▶ **Problem description**
Filter the records below and copy every line containing the word "between".

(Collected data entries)

.....

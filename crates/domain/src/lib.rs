//! Flamescore domain.
//!
//! The character model, its string-valued input buffer, the editor reducer,
//! and per-slot score calculation. Nothing here performs I/O.

pub mod editor;
pub mod entities;
pub mod error;
pub mod value_objects;

pub use editor::{reduce, EditorAction, EditorState, InputValues};
pub use entities::{Character, EquipmentSet, FlameSet, MultiplierSet};
pub use error::DomainError;
pub use value_objects::{
    format_number, parse_leaf, parse_number, EquipmentSlot, SkipUpdate, SlotTable, StatusKind,
    StatusTable,
};
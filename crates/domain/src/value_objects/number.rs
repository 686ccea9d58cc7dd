//! Number text - conversion between typed-in text and numeric leaves.
//!
//! Parsing follows the browser's `Number(text)` rules so that whatever a user
//! types into a field behaves the same as it always has: surrounding
//! whitespace is ignored, empty text is zero, and `0x`/`0o`/`0b` integers are
//! accepted. Non-finite results are rejected so a stored state is always
//! valid JSON.

use thiserror::Error;

/// Signal that a piece of text is not a number.
///
/// This is the only failure the dual representation can produce. It is not a
/// [`DomainError`](crate::DomainError): callers decide per call site whether to
/// abort (whole-buffer conversion) or ignore it (single-leaf edits).
#[derive(Debug, Error, Clone, PartialEq, Eq)]
#[error("Unparsable numeric input: {input:?}")]
pub struct SkipUpdate {
    /// The text that failed to parse
    pub input: String,
}

/// Parse one leaf of an input buffer.
pub fn parse_leaf(text: &str) -> Result<f64, SkipUpdate> {
    parse_number(text).ok_or_else(|| SkipUpdate {
        input: text.to_string(),
    })
}

/// Parse user text as a finite number, or `None` if it is not one.
pub fn parse_number(text: &str) -> Option<f64> {
    let trimmed = text.trim_matches(is_number_whitespace);
    if trimmed.is_empty() {
        return Some(0.0);
    }

    let value = match parse_radix_literal(trimmed) {
        Some(value) => value,
        None if is_decimal_literal(trimmed) => trimmed.parse::<f64>().ok()?,
        None => return None,
    };

    // The browser would accept "Infinity" and "1e400"; a non-finite leaf
    // serializes as JSON `null` and the stored state would no longer load.
    value.is_finite().then_some(value)
}

/// Locale-invariant text for a numeric leaf.
///
/// Uses the shortest digits that parse back to the same value, switching to
/// exponent form outside `[1e-6, 1e21)` the way the browser does.
pub fn format_number(value: f64) -> String {
    if value.is_nan() {
        return "NaN".to_string();
    }
    if value.is_infinite() {
        let text = if value > 0.0 { "Infinity" } else { "-Infinity" };
        return text.to_string();
    }
    // Covers -0 as well.
    if value == 0.0 {
        return "0".to_string();
    }

    let magnitude = value.abs();
    if (1e-6..1e21).contains(&magnitude) {
        return format!("{}", value);
    }

    let formatted = format!("{:e}", value);
    match formatted.split_once('e') {
        Some((mantissa, exponent)) if !exponent.starts_with('-') => {
            format!("{}e+{}", mantissa, exponent)
        }
        _ => formatted,
    }
}

fn is_number_whitespace(c: char) -> bool {
    c.is_whitespace() || c == '\u{FEFF}'
}

/// `0x1f`, `0o17`, `0b101` - unsigned, no fraction, no exponent.
fn parse_radix_literal(text: &str) -> Option<f64> {
    let (radix, digits) = match text.get(..2) {
        Some("0x" | "0X") => (16, &text[2..]),
        Some("0o" | "0O") => (8, &text[2..]),
        Some("0b" | "0B") => (2, &text[2..]),
        _ => return None,
    };
    if digits.is_empty() {
        return None;
    }

    digits.chars().try_fold(0.0_f64, |acc, c| {
        c.to_digit(radix)
            .map(|digit| acc * f64::from(radix) + f64::from(digit))
    })
}

/// `[+-] (digits [. digits?] | . digits) [(e|E) [+-] digits]`
fn is_decimal_literal(text: &str) -> bool {
    let bytes = text.as_bytes();
    let mut pos = 0;

    let skip_sign = |pos: &mut usize| {
        if matches!(bytes.get(*pos), Some(b'+' | b'-')) {
            *pos += 1;
        }
    };
    let skip_digits = |pos: &mut usize| -> usize {
        let start = *pos;
        while bytes.get(*pos).is_some_and(u8::is_ascii_digit) {
            *pos += 1;
        }
        *pos - start
    };

    skip_sign(&mut pos);
    let mut mantissa_digits = skip_digits(&mut pos);
    if bytes.get(pos) == Some(&b'.') {
        pos += 1;
        mantissa_digits += skip_digits(&mut pos);
    }
    if mantissa_digits == 0 {
        return false;
    }

    if matches!(bytes.get(pos), Some(b'e' | b'E')) {
        pos += 1;
        skip_sign(&mut pos);
        if skip_digits(&mut pos) == 0 {
            return false;
        }
    }

    pos == bytes.len()
}
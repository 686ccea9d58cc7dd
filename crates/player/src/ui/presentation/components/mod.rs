//! Editor components

mod buffer_input;
mod character_picker;
mod flame_table;

pub use buffer_input::BufferInput;
pub use character_picker::CharacterPicker;
pub use flame_table::FlameTable;
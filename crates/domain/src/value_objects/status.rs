//! Status kinds and per-status tables.
//!
//! Provides type safety for status references instead of magic strings like
//! "str" or "wat", and a table type that always holds one value per status.

use serde::{Deserialize, Serialize};
use std::fmt;
use std::ops::{Index, IndexMut};
use std::str::FromStr;

use crate::error::DomainError;

/// Status kinds a flame can roll and a multiplier can weight.
///
/// Declaration order is display order.
#[derive(Debug, Clone, Copy, PartialEq, Eq, Hash, Serialize, Deserialize)]
#[serde(rename_all = "lowercase")]
pub enum StatusKind {
    /// Strength
    Str,
    /// Dexterity
    Dex,
    /// Intelligence
    Int,
    /// Luck
    Luk,
    /// All-stat percentage
    All,
    /// Weapon attack
    Wat,
    /// Magic attack
    Mat,
}

impl StatusKind {
    /// Every status kind, in display order.
    pub const ALL: [StatusKind; 7] = [
        Self::Str,
        Self::Dex,
        Self::Int,
        Self::Luk,
        Self::All,
        Self::Wat,
        Self::Mat,
    ];

    /// Returns the serialized tag (e.g., "str", "wat").
    pub fn as_str(&self) -> &'static str {
        match self {
            Self::Str => "str",
            Self::Dex => "dex",
            Self::Int => "int",
            Self::Luk => "luk",
            Self::All => "all",
            Self::Wat => "wat",
            Self::Mat => "mat",
        }
    }
}

impl fmt::Display for StatusKind {
    fn fmt(&self, f: &mut fmt::Formatter<'_>) -> fmt::Result {
        write!(f, "{}", self.as_str())
    }
}

impl FromStr for StatusKind {
    type Err = DomainError;

    fn from_str(s: &str) -> Result<Self, Self::Err> {
        match s {
            "str" => Ok(Self::Str),
            "dex" => Ok(Self::Dex),
            "int" => Ok(Self::Int),
            "luk" => Ok(Self::Luk),
            "all" => Ok(Self::All),
            "wat" => Ok(Self::Wat),
            "mat" => Ok(Self::Mat),
            _ => Err(DomainError::parse(format!("Unknown status kind: {}", s))),
        }
    }
}

/// One value per [`StatusKind`].
///
/// Every key is a named field, so a table can never be partial. Serializes as
/// an object keyed by the status tags.
#[derive(Debug, Clone, PartialEq, Default, Serialize, Deserialize)]
pub struct StatusTable<T> {
    str: T,
    dex: T,
    int: T,
    luk: T,
    all: T,
    wat: T,
    mat: T,
}

impl<T> StatusTable<T> {
    /// Build a table by evaluating `f` once per status, in display order.
    pub fn from_fn(mut f: impl FnMut(StatusKind) -> T) -> Self {
        Self {
            str: f(StatusKind::Str),
            dex: f(StatusKind::Dex),
            int: f(StatusKind::Int),
            luk: f(StatusKind::Luk),
            all: f(StatusKind::All),
            wat: f(StatusKind::Wat),
            mat: f(StatusKind::Mat),
        }
    }

    pub fn get(&self, status: StatusKind) -> &T {
        match status {
            StatusKind::Str => &self.str,
            StatusKind::Dex => &self.dex,
            StatusKind::Int => &self.int,
            StatusKind::Luk => &self.luk,
            StatusKind::All => &self.all,
            StatusKind::Wat => &self.wat,
            StatusKind::Mat => &self.mat,
        }
    }

    pub fn get_mut(&mut self, status: StatusKind) -> &mut T {
        match status {
            StatusKind::Str => &mut self.str,
            StatusKind::Dex => &mut self.dex,
            StatusKind::Int => &mut self.int,
            StatusKind::Luk => &mut self.luk,
            StatusKind::All => &mut self.all,
            StatusKind::Wat => &mut self.wat,
            StatusKind::Mat => &mut self.mat,
        }
    }

    /// Iterate `(status, value)` pairs in display order.
    pub fn iter(&self) -> impl Iterator<Item = (StatusKind, &T)> + '_ {
        StatusKind::ALL
            .into_iter()
            .map(move |status| (status, self.get(status)))
    }

    pub fn map<U>(&self, mut f: impl FnMut(&T) -> U) -> StatusTable<U> {
        StatusTable::from_fn(|status| f(self.get(status)))
    }

    /// Like [`map`](Self::map), but stops at the first error.
    pub fn try_map<U, E>(
        &self,
        mut f: impl FnMut(&T) -> Result<U, E>,
    ) -> Result<StatusTable<U>, E> {
        Ok(StatusTable {
            str: f(&self.str)?,
            dex: f(&self.dex)?,
            int: f(&self.int)?,
            luk: f(&self.luk)?,
            all: f(&self.all)?,
            wat: f(&self.wat)?,
            mat: f(&self.mat)?,
        })
    }
}

impl<T> Index<StatusKind> for StatusTable<T> {
    type Output = T;

    fn index(&self, status: StatusKind) -> &T {
        self.get(status)
    }
}

impl<T> IndexMut<StatusKind> for StatusTable<T> {
    fn index_mut(&mut self, status: StatusKind) -> &mut T {
        self.get_mut(status)
    }
}
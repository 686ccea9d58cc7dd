use crate::application::EditorSession;

/// Configuration types for the player runner.
pub mod config {
    use std::path::PathBuf;
    use std::str::FromStr;

    /// Environment variable selecting the storage backend
    pub const STORAGE_ENV: &str = "FLAMESCORE_STORAGE";

    /// Environment variable overriding the desktop storage file
    pub const STORAGE_PATH_ENV: &str = "FLAMESCORE_STORAGE_PATH";

    /// Where editor state is kept between sessions
    #[derive(Clone, Copy, Debug, PartialEq, Eq, Default)]
    pub enum StorageBackend {
        /// localStorage in the browser, a JSON file on desktop
        #[default]
        Persistent,
        /// Nothing is kept after exit
        Memory,
    }

    impl FromStr for StorageBackend {
        type Err = String;

        fn from_str(s: &str) -> Result<Self, Self::Err> {
            match s.trim().to_ascii_lowercase().as_str() {
                "file" | "local" | "persistent" => Ok(Self::Persistent),
                "memory" => Ok(Self::Memory),
                other => Err(format!("unknown storage backend: {other}")),
            }
        }
    }

    #[derive(Clone, Debug, Default)]
    pub struct RunnerConfig {
        pub storage: StorageBackend,
        /// Desktop only; ignored in the browser
        pub storage_path: Option<PathBuf>,
    }

    impl RunnerConfig {
        /// Read the configuration from the process environment
        pub fn from_env() -> Result<Self, String> {
            Self::from_lookup(|name| std::env::var(name).ok())
        }

        /// Build the configuration from any variable lookup
        pub fn from_lookup(lookup: impl Fn(&str) -> Option<String>) -> Result<Self, String> {
            let storage = match lookup(STORAGE_ENV) {
                Some(value) => value.parse()?,
                None => StorageBackend::default(),
            };
            let storage_path = lookup(STORAGE_PATH_ENV)
                .filter(|path| !path.trim().is_empty())
                .map(PathBuf::from);

            Ok(Self {
                storage,
                storage_path,
            })
        }
    }

    #[cfg(test)]
    mod tests {
        use super::*;
        use std::collections::HashMap;

        fn lookup_from(pairs: &[(&str, &str)]) -> impl Fn(&str) -> Option<String> {
            let vars: HashMap<String, String> = pairs
                .iter()
                .map(|(k, v)| (k.to_string(), v.to_string()))
                .collect();
            move |name| vars.get(name).cloned()
        }

        #[test]
        fn test_defaults_to_persistent_storage() {
            let config = RunnerConfig::from_lookup(lookup_from(&[])).unwrap();
            assert_eq!(config.storage, StorageBackend::Persistent);
            assert_eq!(config.storage_path, None);
        }

        #[test]
        fn test_reads_backend_and_path() {
            let config = RunnerConfig::from_lookup(lookup_from(&[
                (STORAGE_ENV, " Memory "),
                (STORAGE_PATH_ENV, "/tmp/flamescore.json"),
            ]))
            .unwrap();

            assert_eq!(config.storage, StorageBackend::Memory);
            assert_eq!(
                config.storage_path,
                Some(PathBuf::from("/tmp/flamescore.json"))
            );
        }

        #[test]
        fn test_blank_path_is_ignored() {
            let config =
                RunnerConfig::from_lookup(lookup_from(&[(STORAGE_PATH_ENV, "  ")])).unwrap();
            assert_eq!(config.storage_path, None);
        }

        #[test]
        fn test_unknown_backend_is_an_error() {
            let err = RunnerConfig::from_lookup(lookup_from(&[(STORAGE_ENV, "s3")])).unwrap_err();
            assert_eq!(err, "unknown storage backend: s3");
        }
    }
}

pub struct RunnerDeps {
    pub session: EditorSession,
}

/// Launch the editor UI with an already-loaded session
pub fn run(deps: RunnerDeps) {
    let RunnerDeps { session } = deps;

    #[allow(unused_mut)]
    let mut builder = dioxus::LaunchBuilder::new();

    #[cfg(not(target_arch = "wasm32"))]
    {
        let head = format!("<style>{}</style>", crate::ui::EDITOR_CSS);
        let cfg = dioxus_desktop::Config::new().with_custom_head(head);
        builder = builder.with_cfg(cfg);
    }

    builder.with_context(session).launch(crate::ui::app);
}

.....

▶ **Task answer**
//! Number text - conversion between typed-in text and numeric leaves.
    /// Where editor state is kept between sessions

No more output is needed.